4. Gen Z Isn’t a Monolith, Lead with Context, Not Assumptions
If you’ve ever tried to “decode” Gen Z, you know the stereotypes: they want purpose, they love feedback, they hate structure.
Reality? It depends.
Our panel agreed that Gen Z isn’t one story; it’s a collection of stories shaped by culture, opportunity, and leadership.
A Gen Z employee in Amsterdam may not think or work like one in Milan or London.
The best leaders?
They don’t lead with assumptions.
They lead with context.
5. Culture Shapes Effort (And Performance)
“Work smarter, not harder”, in the Netherlands, it’s practically a lifestyle philosophy.
But as our leaders pointed out, it doesn’t mean “work less.” It means working better.
Across Europe, work culture looks different.
In France, collaboration thrives on structure. In Italy, passion fuels creativity. In the Netherlands, efficiency drives innovation.
Understanding these cultural nuances helps leaders manage performance without micromanaging. Culture isn’t a barrier. It’s a blueprint.
6. AI in Hospitality: A Lever and a Mirror
AI isn’t replacing people, it’s amplifying them.
It’s helping teams predict staffing needs, personalise guest experiences, and train faster.
But it’s also a mirror.
If your internal processes are unclear or your culture lacks trust, AI will only highlight it faster.
Used well, it enhances human connection, freeing staff to focus on warmth, empathy, and the moments that truly matter.
7. The Talent Shortage Is Real, Simplify to Survive
Europe’s hospitality sector is still short on people, and the pressure isn’t easing.
Many leaders rely on externals or seasonal workers just to stay open, but that often comes at the cost of consistency.
The winning play? Simplify.
Redesign service models so fewer people can deliver the same level of quality. Train smarter, communicate clearly, and protect the human moments that make your brand memorable.
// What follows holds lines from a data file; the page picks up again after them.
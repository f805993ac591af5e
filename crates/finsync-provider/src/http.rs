use std::time::Duration;

use anyhow::Context;
use async_trait::async_trait;
use chrono::NaiveDate;
use finsync_core::{ProviderAccount, ProviderBill, ProviderTransaction, SyncContext, UserCredential};
use reqwest::header::{HeaderMap, RETRY_AFTER};
use reqwest::StatusCode;
use serde::de::DeserializeOwned;
use serde::Deserialize;
use tracing::{debug, warn};

use crate::{ProviderClient, ProviderError};

/// What the client does after a provider call fails.
#[derive(Debug, Clone, Copy, PartialEq, Eq)]
pub enum RetryDecision {
    /// 401/403: the item's credential was rejected.
    Reauthenticate,
    /// Try again; carries the server's `Retry-After` hint when it sent one.
    Retry(Option<Duration>),
    GiveUp,
}

pub fn classify_response(status: StatusCode, headers: &HeaderMap) -> RetryDecision {
    match status {
        StatusCode::UNAUTHORIZED | StatusCode::FORBIDDEN => RetryDecision::Reauthenticate,
        StatusCode::TOO_MANY_REQUESTS => RetryDecision::Retry(retry_after(headers)),
        s if s.is_server_error() => RetryDecision::Retry(None),
        _ => RetryDecision::GiveUp,
    }
}

pub fn classify_transport(err: &reqwest::Error) -> RetryDecision {
    if err.is_timeout() || err.is_connect() {
        RetryDecision::Retry(None)
    } else {
        RetryDecision::GiveUp
    }
}

/// Delta-seconds form only; HTTP-date values fall back to the policy delay.
fn retry_after(headers: &HeaderMap) -> Option<Duration> {
    headers
        .get(RETRY_AFTER)?
        .to_str()
        .ok()?
        .trim()
        .parse::<u64>()
        .ok()
        .map(Duration::from_secs)
}

#[derive(Debug, Clone, Copy)]
pub struct RetryPolicy {
    pub max_retries: u32,
    pub initial_delay: Duration,
    /// Upper bound for both computed delays and server hints.
    pub ceiling: Duration,
}

impl Default for RetryPolicy {
    fn default() -> Self {
        Self {
            max_retries: 3,
            initial_delay: Duration::from_millis(250),
            ceiling: Duration::from_secs(5),
        }
    }
}

impl RetryPolicy {
    /// Delay before retry number `retry` (0-based): the server hint when
    /// present, else `initial_delay * 2^retry`, never above `ceiling`.
    pub fn delay(&self, retry: u32, hint: Option<Duration>) -> Duration {
        hint.unwrap_or_else(|| self.initial_delay.saturating_mul(1u32 << retry.min(16)))
            .min(self.ceiling)
    }
}

#[derive(Debug, Clone)]
pub struct HttpProviderConfig {
    pub base_url: String,
    pub api_key: String,
    pub timeout: Duration,
    pub user_agent: String,
    pub page_size: u32,
    pub retry: RetryPolicy,
}

impl Default for HttpProviderConfig {
    fn default() -> Self {
        Self {
            base_url: "http://localhost:8080".to_string(),
            api_key: String::new(),
            timeout: Duration::from_secs(20),
            user_agent: "finsync/0.1".to_string(),
            page_size: 500,
            retry: RetryPolicy::default(),
        }
    }
}

impl HttpProviderConfig {
    pub fn from_env() -> Self {
        let defaults = Self::default();
        Self {
            base_url: std::env::var("PROVIDER_BASE_URL").unwrap_or(defaults.base_url),
            api_key: std::env::var("PROVIDER_API_KEY").unwrap_or(defaults.api_key),
            timeout: std::env::var("PROVIDER_HTTP_TIMEOUT_SECS")
                .ok()
                .and_then(|v| v.parse().ok())
                .map(Duration::from_secs)
                .unwrap_or(defaults.timeout),
            user_agent: std::env::var("PROVIDER_USER_AGENT").unwrap_or(defaults.user_agent),
            page_size: std::env::var("PROVIDER_PAGE_SIZE")
                .ok()
                .and_then(|v| v.parse().ok())
                .unwrap_or(defaults.page_size),
            retry: defaults.retry,
        }
    }
}

/// Paged envelope every list endpoint answers with.
#[derive(Debug, Deserialize)]
#[serde(rename_all = "camelCase")]
struct Page<T> {
    results: Vec<T>,
    #[serde(default = "first_page")]
    page: u32,
    #[serde(default = "first_page")]
    total_pages: u32,
}

fn first_page() -> u32 {
    1
}

#[derive(Debug)]
pub struct HttpProviderClient {
    client: reqwest::Client,
    config: HttpProviderConfig,
}

impl HttpProviderClient {
    pub fn new(config: HttpProviderConfig) -> anyhow::Result<Self> {
        let client = reqwest::Client::builder()
            .gzip(true)
            .timeout(config.timeout)
            .user_agent(config.user_agent.clone())
            .build()
            .context("building reqwest client")?;
        Ok(Self { client, config })
    }

    fn url(&self, path: &str) -> String {
        format!("{}/{}", self.config.base_url.trim_end_matches('/'), path)
    }

    async fn get_json<T: DeserializeOwned>(
        &self,
        ctx: &SyncContext,
        credential: &UserCredential,
        path: &str,
        query: &[(&str, String)],
    ) -> Result<T, ProviderError> {
        let url = self.url(path);
        let policy = self.config.retry;
        let mut retry = 0u32;

        loop {
            let request = self
                .client
                .get(&url)
                .header("X-API-KEY", &self.config.api_key)
                .query(query);

            let (decision, failure) = match ctx.run(request.send()).await? {
                Ok(resp) if resp.status().is_success() => {
                    let body = ctx.run(resp.bytes()).await??;
                    return serde_json::from_slice(&body)
                        .map_err(|e| ProviderError::Decode(format!("{path}: {e}")));
                }
                Ok(resp) => {
                    let status = resp.status();
                    (
                        classify_response(status, resp.headers()),
                        ProviderError::HttpStatus {
                            status: status.as_u16(),
                            url: url.clone(),
                        },
                    )
                }
                Err(err) => (classify_transport(&err), ProviderError::Request(err)),
            };

            match decision {
                RetryDecision::Reauthenticate => {
                    return Err(ProviderError::InvalidCredential {
                        item_id: credential.item_id.clone(),
                    });
                }
                RetryDecision::Retry(hint) if retry < policy.max_retries => {
                    let delay = policy.delay(retry, hint);
                    warn!(
                        %url,
                        error = %failure,
                        retry,
                        delay_ms = delay.as_millis() as u64,
                        "retrying provider request"
                    );
                    ctx.run(tokio::time::sleep(delay)).await?;
                    retry += 1;
                }
                _ => return Err(failure),
            }
        }
    }

    async fn get_all_pages<T: DeserializeOwned>(
        &self,
        ctx: &SyncContext,
        credential: &UserCredential,
        path: &str,
        mut query: Vec<(&str, String)>,
    ) -> Result<Vec<T>, ProviderError> {
        query.push(("itemId", credential.item_id.clone()));
        query.push(("pageSize", self.config.page_size.to_string()));

        let mut out = Vec::new();
        let mut page = 1u32;
        loop {
            let mut page_query = query.clone();
            page_query.push(("page", page.to_string()));
            let body: Page<T> = self.get_json(ctx, credential, path, &page_query).await?;
            debug!(path, page = body.page, total_pages = body.total_pages, items = body.results.len(), "fetched provider page");
            out.extend(body.results);
            if body.page >= body.total_pages {
                return Ok(out);
            }
            page = body.page + 1;
        }
    }
}

#[async_trait]
impl ProviderClient for HttpProviderClient {
    async fn fetch_accounts(
        &self,
        ctx: &SyncContext,
        credential: &UserCredential,
    ) -> Result<Vec<ProviderAccount>, ProviderError> {
        self.get_all_pages(ctx, credential, "accounts", Vec::new()).await
    }

    async fn fetch_transactions(
        &self,
        ctx: &SyncContext,
        credential: &UserCredential,
        since: Option<NaiveDate>,
    ) -> Result<Vec<ProviderTransaction>, ProviderError> {
        let mut query = Vec::new();
        if let Some(since) = since {
            query.push(("from", since.format("%Y-%m-%d").to_string()));
        }
        self.get_all_pages(ctx, credential, "transactions", query).await
    }

    async fn fetch_bills(
        &self,
        ctx: &SyncContext,
        credential: &UserCredential,
    ) -> Result<Vec<ProviderBill>, ProviderError> {
        self.get_all_pages(ctx, credential, "bills", Vec::new()).await
    }
}

#[cfg(test)]
mod tests {
    use super::*;
    use reqwest::header::HeaderValue;
    use rust_decimal_macros::dec;

    #[test]
    fn retry_delay_doubles_until_the_ceiling() {
        let policy = RetryPolicy {
            max_retries: 4,
            initial_delay: Duration::from_millis(200),
            ceiling: Duration::from_secs(1),
        };
        let delays: Vec<_> = (0..4).map(|n| policy.delay(n, None)).collect();
        assert_eq!(
            delays,
            [200, 400, 800, 1000].map(Duration::from_millis).to_vec()
        );
        assert_eq!(policy.delay(40, None), Duration::from_secs(1));
    }

    #[test]
    fn throttling_honours_retry_after_within_the_ceiling() {
        let policy = RetryPolicy::default();
        let mut headers = HeaderMap::new();
        headers.insert(RETRY_AFTER, HeaderValue::from_static("2"));
        let decision = classify_response(StatusCode::TOO_MANY_REQUESTS, &headers);
        assert_eq!(decision, RetryDecision::Retry(Some(Duration::from_secs(2))));
        let RetryDecision::Retry(hint) = decision else {
            unreachable!()
        };
        assert_eq!(policy.delay(0, hint), Duration::from_secs(2));

        headers.insert(RETRY_AFTER, HeaderValue::from_static("120"));
        let RetryDecision::Retry(hint) = classify_response(StatusCode::TOO_MANY_REQUESTS, &headers)
        else {
            unreachable!()
        };
        assert_eq!(policy.delay(0, hint), policy.ceiling);

        headers.insert(RETRY_AFTER, HeaderValue::from_static("Wed, 21 Oct 2026 07:28:00 GMT"));
        assert_eq!(
            classify_response(StatusCode::TOO_MANY_REQUESTS, &headers),
            RetryDecision::Retry(None)
        );
    }

    #[test]
    fn statuses_map_to_decisions() {
        let none = HeaderMap::new();
        assert_eq!(classify_response(StatusCode::BAD_GATEWAY, &none), RetryDecision::Retry(None));
        assert_eq!(classify_response(StatusCode::FORBIDDEN, &none), RetryDecision::Reauthenticate);
        assert_eq!(classify_response(StatusCode::UNAUTHORIZED, &none), RetryDecision::Reauthenticate);
        assert_eq!(classify_response(StatusCode::NOT_FOUND, &none), RetryDecision::GiveUp);
    }

    #[test]
    fn page_envelope_defaults_to_single_page() {
        let page: Page<ProviderAccount> = serde_json::from_str(
            r#"{"results":[{"id":"acc-1","itemId":"item-1","name":"Nubank","type":"CREDIT","subtype":"CREDIT_CARD","balance":-310.5}]}"#,
        )
        .expect("parse");
        assert_eq!((page.page, page.total_pages), (1, 1));
        assert_eq!(page.results[0].balance, dec!(-310.5));
        assert_eq!(page.results[0].currency_code, "BRL");
    }

    #[test]
    fn url_joins_without_double_slash() {
        let client = HttpProviderClient::new(HttpProviderConfig {
            base_url: "https://provider.example/v1/".into(),
            ..HttpProviderConfig::default()
        })
        .expect("client");
        assert_eq!(client.url("accounts"), "https://provider.example/v1/accounts");
    }
}
//! Scheduling, worker pool, per-user job chain, reconciliation and duplicate
//! detection.

use std::sync::Arc;

use finsync_core::Cancelled;
use finsync_provider::{ProviderClient, ProviderError};
use finsync_storage::{AccountRepository, BillRepository, StoreError, TransactionRepository};
use thiserror::Error;

mod config;
mod duplicates;
mod jobs;
mod metrics;
mod notify;
mod pool;
mod reconcile;
mod scheduler;

pub use config::{FinsyncConfig, ReconcileConfig};
pub use duplicates::{find_duplicate_groups, DuplicateConfig, DuplicateDetector, DuplicateGroup};
pub use jobs::{
    AccountSyncJob, BillSyncJob, BoxedJob, Job, JobError, JobProvider, TransactionSyncJob,
    UserSyncJob, UserSyncJobProvider,
};
pub use metrics::{JobLabels, JobOutcome, OutcomeLabels, PoolMetrics};
pub use notify::{LogNotifier, NoopNotifier, NotificationMessages, SyncNotifier};
pub use pool::{PoolConfig, PoolError, ShutdownOutcome, WorkerPool};
pub use reconcile::{
    AccountCache, AccountMatch, AccountSyncService, BillSyncService, MatchSource,
    TransactionSyncService,
};
pub use scheduler::{next_scheduled_after, Scheduler, SchedulerConfig, SchedulerError, SchedulerState};

pub const CRATE_NAME: &str = "finsync-sync";

/// Failure of one sync step as a whole. Per-record problems never surface
/// here; they land in [`finsync_core::SyncResult::errors`].
#[derive(Debug, Error)]
pub enum SyncError {
    #[error(transparent)]
    Provider(#[from] ProviderError),
    #[error(transparent)]
    Store(#[from] StoreError),
    #[error("sync cancelled")]
    Cancelled,
}

impl From<Cancelled> for SyncError {
    fn from(_: Cancelled) -> Self {
        Self::Cancelled
    }
}

impl SyncError {
    pub fn is_invalid_credential(&self) -> bool {
        matches!(self, Self::Provider(err) if err.is_invalid_credential())
    }
}

/// The three reconciliation services wired against one provider and one
/// store.
#[derive(Clone)]
pub struct SyncServices {
    pub accounts: Arc<AccountSyncService>,
    pub transactions: Arc<TransactionSyncService>,
    pub bills: Arc<BillSyncService>,
}

impl SyncServices {
    pub fn new<S>(provider: Arc<dyn ProviderClient>, store: Arc<S>, config: &ReconcileConfig) -> Self
    where
        S: AccountRepository + TransactionRepository + BillRepository + 'static,
    {
        let accounts: Arc<dyn AccountRepository> = store.clone();
        let transactions: Arc<dyn TransactionRepository> = store.clone();
        let bills: Arc<dyn BillRepository> = store;
        Self {
            accounts: Arc::new(AccountSyncService::new(provider.clone(), accounts.clone())),
            transactions: Arc::new(TransactionSyncService::new(
                provider.clone(),
                accounts.clone(),
                transactions.clone(),
                config.transaction_lookback_days,
            )),
            bills: Arc::new(BillSyncService::new(
                provider,
                accounts,
                transactions,
                bills,
                config.payment_window_days,
            )),
        }
    }
}
//! Provider → local reconciliation for accounts, transactions and bills.

use std::collections::HashMap;

use finsync_core::{Account, AccountKey};
use finsync_storage::{AccountRepository, StoreError};
use uuid::Uuid;

mod accounts;
mod bills;
mod transactions;

pub use accounts::AccountSyncService;
pub use bills::BillSyncService;
pub use transactions::TransactionSyncService;

#[derive(Debug, Clone, Copy, PartialEq, Eq)]
pub enum MatchSource {
    ExternalId,
    CachedKey,
    Repository,
}

impl MatchSource {
    pub fn as_str(&self) -> &'static str {
        match self {
            Self::ExternalId => "external_id",
            Self::CachedKey => "name_type_subtype",
            Self::Repository => "repository",
        }
    }
}

#[derive(Debug, Clone, Copy, PartialEq, Eq)]
pub struct AccountMatch {
    pub account_id: Uuid,
    pub source: MatchSource,
}

/// The user's accounts indexed two ways, built once per sync pass and
/// dropped with it.
#[derive(Debug, Default)]
pub struct AccountCache {
    by_external_id: HashMap<String, Account>,
    by_key: HashMap<AccountKey, Account>,
}

impl AccountCache {
    /// `accounts` must be ordered oldest first; the oldest row wins a key
    /// collision.
    pub fn new(accounts: Vec<Account>) -> Self {
        let mut cache = Self::default();
        for account in accounts {
            cache.by_key.entry(account.key()).or_insert_with(|| account.clone());
            if let Some(ext) = account.external_id.clone() {
                cache.by_external_id.entry(ext).or_insert(account);
            }
        }
        cache
    }

    pub fn len(&self) -> usize {
        self.by_key.len().max(self.by_external_id.len())
    }

    pub fn is_empty(&self) -> bool {
        self.by_key.is_empty() && self.by_external_id.is_empty()
    }

    pub fn by_external_id(&self, external_id: &str) -> Option<&Account> {
        self.by_external_id.get(external_id)
    }

    pub fn by_key(&self, key: &AccountKey) -> Option<&Account> {
        self.by_key.get(key)
    }

    /// External id, then cached `(name, type, subtype)`, then the repository.
    /// `accept` vets the two key-based candidates; an external id match is
    /// always taken.
    pub async fn resolve<F>(
        &self,
        repo: &dyn AccountRepository,
        user_id: &str,
        external_id: Option<&str>,
        key: Option<&AccountKey>,
        accept: F,
    ) -> Result<Option<AccountMatch>, StoreError>
    where
        F: Fn(&Account) -> bool + Send + Sync,
    {
        if let Some(account) = external_id.and_then(|ext| self.by_external_id(ext)) {
            return Ok(Some(AccountMatch {
                account_id: account.id,
                source: MatchSource::ExternalId,
            }));
        }
        let Some(key) = key else {
            return Ok(None);
        };
        if let Some(account) = self.by_key(key).filter(|a| accept(a)) {
            return Ok(Some(AccountMatch {
                account_id: account.id,
                source: MatchSource::CachedKey,
            }));
        }
        Ok(repo
            .find_by_name_type_subtype(user_id, key)
            .await?
            .filter(|a| accept(a))
            .map(|account| AccountMatch {
                account_id: account.id,
                source: MatchSource::Repository,
            }))
    }
}

#[cfg(test)]
mod tests {
    use super::*;
    use chrono::Utc;
    use finsync_storage::MemoryStore;
    use rust_decimal_macros::dec;

    fn account(external_id: Option<&str>, name: &str) -> Account {
        let now = Utc::now();
        Account {
            id: Uuid::new_v4(),
            user_id: "user-1".into(),
            external_id: external_id.map(str::to_string),
            item_id: None,
            name: name.into(),
            account_type: "CREDIT".into(),
            subtype: "CREDIT_CARD".into(),
            balance: dec!(0),
            currency_code: "BRL".into(),
            created_at: now,
            updated_at: now,
        }
    }

    #[tokio::test]
    async fn fallback_chain_prefers_external_id_then_cached_key() {
        let known = account(Some("prov-1"), "Nubank");
        let cache = AccountCache::new(vec![known.clone()]);
        let store = MemoryStore::new();
        let key = AccountKey::new("Nubank", "CREDIT", "CREDIT_CARD");

        let by_id = cache
            .resolve(&store, "user-1", Some("prov-1"), None, |_| true)
            .await
            .expect("resolve")
            .expect("match");
        assert_eq!(by_id.source, MatchSource::ExternalId);

        let by_key = cache
            .resolve(&store, "user-1", Some("prov-9"), Some(&key), |_| true)
            .await
            .expect("resolve")
            .expect("match");
        assert_eq!(by_key, AccountMatch { account_id: known.id, source: MatchSource::CachedKey });

        let rejected = cache
            .resolve(&store, "user-1", Some("prov-9"), Some(&key), |_| false)
            .await
            .expect("resolve");
        assert!(rejected.is_none());
    }

    #[tokio::test]
    async fn repository_is_consulted_when_cache_misses() {
        let store = MemoryStore::new();
        let stored = account(None, "Itau");
        store.insert_account(stored.clone()).await;

        let cache = AccountCache::new(Vec::new());
        assert!(cache.is_empty());
        let found = cache
            .resolve(
                &store,
                "user-1",
                None,
                Some(&AccountKey::new("Itau", "CREDIT", "CREDIT_CARD")),
                |_| true,
            )
            .await
            .expect("resolve")
            .expect("match");
        assert_eq!(found.account_id, stored.id);
        assert_eq!(found.source, MatchSource::Repository);
    }
}
use std::fmt;
use std::str::FromStr;

use chrono::{NaiveDateTime, Timelike};
use serde::{Deserialize, Serialize};
use thiserror::Error;

#[derive(Debug, Clone, PartialEq, Eq, Error)]
pub enum ScheduleError {
    #[error("invalid schedule time {0:?}: expected HH:MM")]
    Format(String),
    #[error("invalid schedule time {0:?}: hour must be 0-23 and minute 0-59")]
    OutOfRange(String),
}

/// Day-local trigger point.
#[derive(Debug, Clone, Copy, PartialEq, Eq, PartialOrd, Ord, Hash, Serialize, Deserialize)]
pub struct ScheduleTime {
    hour: u32,
    minute: u32,
}

impl ScheduleTime {
    pub fn new(hour: u32, minute: u32) -> Result<Self, ScheduleError> {
        if hour > 23 || minute > 59 {
            return Err(ScheduleError::OutOfRange(format!("{hour:02}:{minute:02}")));
        }
        Ok(Self { hour, minute })
    }

    pub fn hour(&self) -> u32 {
        self.hour
    }

    pub fn minute(&self) -> u32 {
        self.minute
    }

    pub fn matches(&self, at: &NaiveDateTime) -> bool {
        at.hour() == self.hour && at.minute() == self.minute
    }

    /// Parses a comma-separated list such as `"06:00, 18:30"`. Empty entries
    /// are ignored; any malformed entry fails the whole list.
    pub fn parse_list(raw: &str) -> Result<Vec<Self>, ScheduleError> {
        let mut times = raw
            .split(',')
            .map(str::trim)
            .filter(|s| !s.is_empty())
            .map(str::parse)
            .collect::<Result<Vec<Self>, _>>()?;
        times.sort();
        times.dedup();
        Ok(times)
    }
}

impl FromStr for ScheduleTime {
    type Err = ScheduleError;

    fn from_str(s: &str) -> Result<Self, Self::Err> {
        let trimmed = s.trim();
        let (hour, minute) = trimmed
            .split_once(':')
            .ok_or_else(|| ScheduleError::Format(trimmed.to_string()))?;
        let parse = |part: &str| {
            if part.is_empty() || part.len() > 2 || !part.chars().all(|c| c.is_ascii_digit()) {
                return Err(ScheduleError::Format(trimmed.to_string()));
            }
            part.parse::<u32>()
                .map_err(|_| ScheduleError::Format(trimmed.to_string()))
        };
        let (hour, minute) = (parse(hour)?, parse(minute)?);
        Self::new(hour, minute).map_err(|_| ScheduleError::OutOfRange(trimmed.to_string()))
    }
}

impl fmt::Display for ScheduleTime {
    fn fmt(&self, f: &mut fmt::Formatter<'_>) -> fmt::Result {
        write!(f, "{:02}:{:02}", self.hour, self.minute)
    }
}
LeaderTalks: Where Great Ideas Start Over Coffee
Every insight above came from an honest conversation, not a keynote. That’s the power of LeaderTalks, our roundtable series connecting retail and hospitality leaders across Europe.
We meet in small, relaxed settings (and always with good food).
No buzzwords. No slide decks. Just practical insights, laughter, and the occasional “aha!” moment.
After Amsterdam, we’re heading to Milan, London, and back to Amsterdam for the next editions.
👋 Be our guest. Join a breakfast where ideas flow as easily as the coffee.
Because the future of hospitality doesn’t happen in boardrooms, it starts around a table.
Final Thought
The future of hospitality isn’t about hiring more or digitising faster.
It’s about staying human and making sure every person, process, and tool works in harmony.
Because great hospitality doesn’t just happen.
It’s designed, led, and lived, one team, one story, one experience at a time.